The day was built around "Carolina Fest" which was open to the public.  It consumed most of Tryon Street and was well attended.  There is also a large tented area with an exhibit called "The Presidential Experience" which contains a replica of Air Force One, the Oval Office, presidential cars, personal items from 12 presidents, etc.  Downtown was abuzz with people yesterday. 

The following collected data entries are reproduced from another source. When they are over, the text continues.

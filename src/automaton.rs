//! The protocol automaton contract.
//!
//! An automaton is the per-connection state machine that turns framed input
//! into an [`Action`]. Handlers never touch the socket: all I/O is expressed
//! through the returned value and performed by the node's reactor. This is
//! what makes automata testable in isolation - feed `(label, chunk)`
//! sequences, assert the returned actions, no socket needed.

use std::fmt;

/// End-of-unit marker for inbound framing.
///
/// Either a literal byte sequence searched for in the accumulation buffer,
/// or a fixed byte count.
#[derive(Debug, Clone, PartialEq, Eq)]
pub enum Terminator {
    /// Match the first occurrence of this byte sequence.
    Bytes(Vec<u8>),
    /// Deliver exactly this many bytes.
    Length(usize),
}

impl Terminator {
    /// CRLF line terminator used by the SMTP family.
    pub fn crlf() -> Self {
        Terminator::Bytes(b"\r\n".to_vec())
    }

    /// Bare LF terminator used by the echo protocol.
    pub fn line() -> Self {
        Terminator::Bytes(b"\n".to_vec())
    }
}

/// Dispatch label for an automaton transition.
///
/// `Initial` is delivered once at connection creation with an empty chunk;
/// `Connect` is delivered to outbound automata once the socket is connected,
/// before any data has arrived; `Operative` carries each framed chunk;
/// `Error` is the synthesized terminal transition on transport failure.
#[derive(Debug, Clone, Copy, PartialEq, Eq)]
pub enum Label {
    Initial,
    Connect,
    Operative,
    Error,
}

impl fmt::Display for Label {
    fn fmt(&self, f: &mut fmt::Formatter<'_>) -> fmt::Result {
        let name = match self {
            Label::Initial => "INITIAL",
            Label::Connect => "CONNECT",
            Label::Operative => "OPERATIVE",
            Label::Error => "ERROR",
        };
        f.write_str(name)
    }
}

/// The value an automaton returns from a transition.
///
/// Field order of application by the framed connection: `terminator`
/// replaces the current framing first, then `push` is queued for writing,
/// `close` schedules shutdown after the write queue drains, and `done`
/// tells the registry to destroy the connection record. `done` and a last
/// `push`/`close` are not mutually exclusive.
#[derive(Debug, Clone, PartialEq, Eq, Default)]
pub struct Action {
    pub push: Option<Vec<u8>>,
    pub terminator: Option<Terminator>,
    pub close: bool,
    pub done: bool,
}

impl Action {
    /// An action that sends bytes and nothing else.
    pub fn send(data: impl Into<Vec<u8>>) -> Self {
        Action {
            push: Some(data.into()),
            ..Action::default()
        }
    }

    /// An action that neither sends nor terminates - wait for more input.
    pub fn idle() -> Self {
        Action::default()
    }

    /// An action that ends the automaton's life.
    pub fn finish() -> Self {
        Action {
            done: true,
            ..Action::default()
        }
    }

    /// Replace the connection's terminator before any push is sent.
    pub fn with_terminator(mut self, terminator: Terminator) -> Self {
        self.terminator = Some(terminator);
        self
    }

    /// Attach outbound bytes.
    pub fn with_push(mut self, data: impl Into<Vec<u8>>) -> Self {
        self.push = Some(data.into());
        self
    }

    /// Request socket shutdown once the write queue drains.
    pub fn with_close(mut self) -> Self {
        self.close = true;
        self
    }
}

/// Errors an automaton transition can fail with.
#[derive(Debug, Clone, PartialEq, Eq)]
pub enum AutomatonError {
    /// The automaton has no handler for this label. A programming error,
    /// never triggered by network input.
    UnknownState(Label),
    /// An outbound session received a reply that does not match the
    /// expected code prefix for the step just completed. Fatal to the
    /// session: multi-step dialogs are not resumable from the middle.
    UnexpectedReply {
        expected: &'static str,
        got: String,
    },
}

impl fmt::Display for AutomatonError {
    fn fmt(&self, f: &mut fmt::Formatter<'_>) -> fmt::Result {
        match self {
            AutomatonError::UnknownState(label) => {
                write!(f, "no handler for state {label}")
            }
            AutomatonError::UnexpectedReply { expected, got } => {
                write!(f, "expected reply {expected}, got {got:?}")
            }
        }
    }
}

impl std::error::Error for AutomatonError {}

/// Per-connection protocol state machine.
///
/// `next` routes a labeled transition to the matching handler. Automata
/// implement `initial` and `operative`; outbound automata that speak first
/// also implement `connect`. The default `error` handler tears the session
/// down, which is what most protocols want on transport failure.
///
/// Automata are `Send` so a whole node can be moved onto a worker thread.
pub trait Automaton: Send {
    fn next(&mut self, label: Label, chunk: &[u8]) -> Result<Action, AutomatonError> {
        match label {
            Label::Initial => self.initial(),
            Label::Connect => self.connect(),
            Label::Operative => self.operative(chunk),
            Label::Error => Ok(self.error(chunk)),
        }
    }

    /// First transition after connection creation, always with an empty
    /// chunk. The returned terminator establishes the initial framing;
    /// without one, no chunk will ever be delivered.
    fn initial(&mut self) -> Result<Action, AutomatonError>;

    /// Delivered to outbound automata once the socket reaches the
    /// connected state. Inbound automata never see it.
    fn connect(&mut self) -> Result<Action, AutomatonError> {
        Err(AutomatonError::UnknownState(Label::Connect))
    }

    /// One framed chunk: the concatenation of everything received since
    /// the previous terminator match, terminator excluded. An empty chunk
    /// is a bare terminator and is dispatched, not short-circuited.
    fn operative(&mut self, chunk: &[u8]) -> Result<Action, AutomatonError>;

    /// Transport failure. The record is reclaimed regardless of the
    /// returned action.
    fn error(&mut self, _chunk: &[u8]) -> Action {
        Action::finish().with_close()
    }
}
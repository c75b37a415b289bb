//! HTTP outbound automaton.
//!
//! Emits one request (request line, headers, optional body) and treats
//! whatever the server replies with as terminal. No response-body parsing.

use crate::automaton::{Action, Automaton, AutomatonError, Terminator};

const CRLF: &str = "\r\n";

/// One HTTP request to emit.
#[derive(Debug, Clone)]
pub struct HttpRequest {
    pub method: String,
    pub path: String,
    pub host: String,
    /// Extra headers appended after the defaults.
    pub headers: Vec<(String, String)>,
    pub body: Option<Vec<u8>>,
}

impl HttpRequest {
    pub fn get(host: impl Into<String>, path: impl Into<String>) -> Self {
        HttpRequest {
            method: "GET".to_string(),
            path: path.into(),
            host: host.into(),
            headers: Vec::new(),
            body: None,
        }
    }
}

/// Outbound HTTP automaton.
pub struct HttpClient {
    request: HttpRequest,
}

impl HttpClient {
    pub fn new(request: HttpRequest) -> Self {
        HttpClient { request }
    }

    fn render(&self) -> Vec<u8> {
        let r = &self.request;
        let mut out = format!("{} {} HTTP/1.1{CRLF}", r.method.to_ascii_uppercase(), r.path);
        out.push_str(&format!("Host: {}{CRLF}", r.host));
        out.push_str(&format!("Accept-Encoding: identity{CRLF}"));
        out.push_str(&format!(
            "User-Agent: protonode/{}{CRLF}",
            env!("CARGO_PKG_VERSION")
        ));
        for (name, value) in &r.headers {
            out.push_str(&format!("{name}: {value}{CRLF}"));
        }
        if let Some(body) = &r.body {
            out.push_str(&format!("Content-Length: {}{CRLF}", body.len()));
        }
        out.push_str(CRLF);

        let mut bytes = out.into_bytes();
        if let Some(body) = &r.body {
            bytes.extend_from_slice(body);
        }
        bytes
    }
}

impl Automaton for HttpClient {
    fn initial(&mut self) -> Result<Action, AutomatonError> {
        Ok(Action::idle().with_terminator(Terminator::Bytes(b"\r\n\r\n".to_vec())))
    }

    fn connect(&mut self) -> Result<Action, AutomatonError> {
        Ok(Action::send(self.render()))
    }

    fn operative(&mut self, _chunk: &[u8]) -> Result<Action, AutomatonError> {
        // Any reply ends the session; the response body is not our problem.
        Ok(Action::finish().with_close())
    }
}

#[cfg(test)]
mod tests {
    use super::*;
    use crate::automaton::Label;

    #[test]
    fn test_request_rendering() {
        let mut c = HttpClient::new(HttpRequest {
            method: "get".to_string(),
            path: "/api/1.0/".to_string(),
            host: "localhost".to_string(),
            headers: vec![("Accept".to_string(), "application/xml".to_string())],
            body: None,
        });

        let action = c.next(Label::Initial, b"").unwrap();
        assert_eq!(
            action.terminator,
            Some(Terminator::Bytes(b"\r\n\r\n".to_vec()))
        );

        let action = c.next(Label::Connect, b"").unwrap();
        let text = String::from_utf8(action.push.unwrap()).unwrap();
        assert!(text.starts_with("GET /api/1.0/ HTTP/1.1\r\n"));
        assert!(text.contains("Host: localhost\r\n"));
        assert!(text.contains("Accept-Encoding: identity\r\n"));
        assert!(text.contains("Accept: application/xml\r\n"));
        assert!(text.ends_with("\r\n\r\n"));
    }

    #[test]
    fn test_body_gets_content_length() {
        let mut request = HttpRequest::get("localhost", "/submit");
        request.method = "POST".to_string();
        request.body = Some(b"payload".to_vec());
        let mut c = HttpClient::new(request);

        let action = c.next(Label::Connect, b"").unwrap();
        let bytes = action.push.unwrap();
        let text = String::from_utf8_lossy(&bytes);
        assert!(text.contains("Content-Length: 7\r\n"));
        assert!(text.ends_with("\r\n\r\npayload"));
    }

    #[test]
    fn test_any_reply_is_terminal() {
        let mut c = HttpClient::new(HttpRequest::get("localhost", "/"));
        c.next(Label::Initial, b"").unwrap();
        c.next(Label::Connect, b"").unwrap();

        let action = c.next(Label::Operative, b"HTTP/1.1 200 OK").unwrap();
        assert!(action.done);
        assert!(action.close);
    }
}
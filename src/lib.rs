//! protonode: a framework for terminator-delimited text protocol nodes.
//!
//! Many simultaneous connections are multiplexed inside one non-blocking
//! event loop. Each connection pairs a [`node::FramedConnection`] (byte
//! framing and socket mechanics) with an [`Automaton`] (protocol state
//! machine); the [`Node`] routes readiness events between them through a
//! registry keyed by connection identity.
//!
//! Reference automata for SMTP, LMTP, HTTP and a line echo protocol live
//! in [`protocols`].

pub mod automaton;
pub mod config;
pub mod node;
pub mod protocols;

pub use automaton::{Action, Automaton, AutomatonError, Label, Terminator};
pub use node::{ConnectionId, Node, NodeError, NodeOptions, StopHandle};
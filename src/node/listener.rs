//! Listening socket construction and accept draining.

use mio::net::{TcpListener, TcpStream};
use std::io;
use std::net::SocketAddr;

/// Accept backlog. Small on purpose: pending connections beyond it are the
/// kernel's problem, not ours.
const BACKLOG: i32 = 5;

/// One bound listening socket.
///
/// Bind failure (address in use, permission denied) fails fast at
/// construction; it is never retried.
pub struct Listener {
    inner: TcpListener,
    local_addr: SocketAddr,
}

impl Listener {
    pub fn bind(addr: SocketAddr) -> io::Result<Self> {
        let socket = socket2::Socket::new(
            match addr {
                SocketAddr::V4(_) => socket2::Domain::IPV4,
                SocketAddr::V6(_) => socket2::Domain::IPV6,
            },
            socket2::Type::STREAM,
            Some(socket2::Protocol::TCP),
        )?;

        socket.set_reuse_address(true)?;
        socket.set_nonblocking(true)?;
        socket.bind(&addr.into())?;
        socket.listen(BACKLOG)?;

        let std_listener: std::net::TcpListener = socket.into();
        let local_addr = std_listener.local_addr()?;
        Ok(Listener {
            inner: TcpListener::from_std(std_listener),
            local_addr,
        })
    }

    pub fn local_addr(&self) -> SocketAddr {
        self.local_addr
    }

    pub fn accept(&self) -> io::Result<(TcpStream, SocketAddr)> {
        self.inner.accept()
    }

    pub fn source_mut(&mut self) -> &mut TcpListener {
        &mut self.inner
    }
}

#[cfg(test)]
mod tests {
    use super::*;

    #[test]
    fn test_bind_ephemeral_port() {
        let addr: SocketAddr = "127.0.0.1:0".parse().unwrap();
        let listener = Listener::bind(addr).unwrap();
        assert_ne!(listener.local_addr().port(), 0);
    }

    #[test]
    fn test_accept_would_block_when_no_pending() {
        let addr: SocketAddr = "127.0.0.1:0".parse().unwrap();
        let listener = Listener::bind(addr).unwrap();
        match listener.accept() {
            Err(e) => assert_eq!(e.kind(), io::ErrorKind::WouldBlock),
            Ok(_) => panic!("no connection was pending"),
        }
    }
}
//! protonode: event-driven text protocol node.
//!
//! Runs one of the reference protocols in either role:
//! - `--server --protocol echo|smtp|lmtp` starts a listening node
//! - the client role connects out and drives the matching outbound
//!   automaton (echo lines, a mail submission, or one HTTP request)

use protonode::config::{Config, ProtocolKind};
use protonode::node::shutdown;
use protonode::protocols::{
    lmtp, EchoClient, EchoServer, HttpClient, HttpRequest, Mail, SmtpClient, SmtpServer,
};
use protonode::{Automaton, Node};
use tracing::info;
use tracing_subscriber::EnvFilter;

fn main() -> Result<(), Box<dyn std::error::Error>> {
    let config = Config::load()?;

    let filter =
        EnvFilter::try_from_default_env().unwrap_or_else(|_| EnvFilter::new(&config.log_level));

    tracing_subscriber::fmt()
        .with_env_filter(filter)
        .with_target(false)
        .init();

    info!(
        host = %config.host,
        port = config.port,
        protocol = ?config.protocol,
        server = config.server,
        "Starting protonode"
    );

    shutdown::install();
    let mut node = Node::new(config.node_options())?;

    if config.server {
        match config.protocol {
            ProtocolKind::Echo => {
                node.listen(&config.host, config.port, || {
                    Box::new(EchoServer::new()) as Box<dyn Automaton>
                })?;
            }
            ProtocolKind::Smtp => {
                let fqdn = config.fqdn.clone();
                node.listen(&config.host, config.port, move || {
                    Box::new(SmtpServer::new(fqdn.clone())) as Box<dyn Automaton>
                })?;
            }
            ProtocolKind::Lmtp => {
                let fqdn = config.fqdn.clone();
                node.listen(&config.host, config.port, move || {
                    Box::new(lmtp::server(fqdn.clone())) as Box<dyn Automaton>
                })?;
            }
            ProtocolKind::Http => {
                return Err("the http protocol has no server role".into());
            }
        }
    } else {
        let automaton: Box<dyn Automaton> = match config.protocol {
            ProtocolKind::Echo => Box::new(EchoClient::new(config.lines.clone())),
            ProtocolKind::Smtp => Box::new(SmtpClient::new(mail_request(&config)?)),
            ProtocolKind::Lmtp => Box::new(lmtp::client(mail_request(&config)?)),
            ProtocolKind::Http => Box::new(HttpClient::new(HttpRequest::get(
                config.host.clone(),
                config.path.clone(),
            ))),
        };
        node.send(&config.host, config.port, automaton)?;
    }

    node.run()?;
    Ok(())
}

/// Assemble the outbound mail envelope from client-role options.
fn mail_request(config: &Config) -> Result<Mail, Box<dyn std::error::Error>> {
    let source = config
        .source
        .clone()
        .ok_or("--source is required for the mail client role")?;
    if config.targets.is_empty() {
        return Err("at least one --target is required for the mail client role".into());
    }
    let message = config
        .message
        .clone()
        .ok_or("--message is required for the mail client role")?;

    Ok(Mail {
        localname: config.fqdn.clone(),
        source,
        targets: config.targets.clone(),
        message,
        auth: config.auth.clone(),
    })
}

James Taylor was holding a concert at the intersection of Trade and Tryon that was cut short by a cloudburst, a lingering effect of Hurricane Isaac.   Drenched, I retired to a friends and whipped up a bolognese sauce and had a great pasta dinner.

Monday, September 3, 2012

Sunday A Day Of Police Presence

Getting up on Sunday morning was a bit of a challenge after working until midnight at the NCMF for the opening media party.  It started early as well, 6:45 am.  As Captain of the Residence Inn, I felt the need to show up to welcome the volunteers who agreed to sit at the Host Committee table and answer questions for the guests.

I found out late Saturday Night that I was also scheduled to be a volunteer myself at The Dunhill Hotel, and was scheduled to be there at 6:45 as well!

Yikes!  Fortunately, it was light at both locations, and I was able to accomplish that.

I had a brunch with a friend, and she commented to me how eerie it felt to have the police presence that is everywhere in the city.  I don't know the numbers but there are cops here from DC, Richmond, Chicago, and other nearby locales as well. I have seen stranger Police vehicles than ever.  I have seen cops swarming on bikes in packs of 12, Motorized dirt bikes in packs of 12, and the big escort motorcycles with their red-white-blue strobes.  There are swat teams present, there are other cops on foot in Keflar.  Quite a site.

My night job was to unload and load delegates as they came into the city for parties at the museums.  The process was not as organized as I would have liked, but we accomplished our duties.

It is a fun time to be in Charlotte.

Saturday, September 1, 2012

Opening Night. DNC All Hale!

Getting ready for my first volunteer shift at the NC Music Factory and the sky opened up.  Not only a ton of rain, but 10 minutes of hale as well.  Must be Romney!

Picking up where I left off, I arrived at 4 pm to be part of Event Transportation, unloading and loading busses for the event.  A light rain persisted until about 8:30, so we were all issued rain ponchos.

The logistics for the event were clearly planned for a non-rain scenario, and many of the Media who were attending the party were a bit miffed to have to walk through the light rain.

As with any event, the departure of the guests was not as well spaced as the arrival.  At one point we had over 400 people standing around and waiting for a ride, and no busses.  Once a group of busses arrived, it was near pandamonium controlling everyone trying to rush to get on.  After about 45 minutes, we were able to get everyone away, and surprisingly without serious trouble.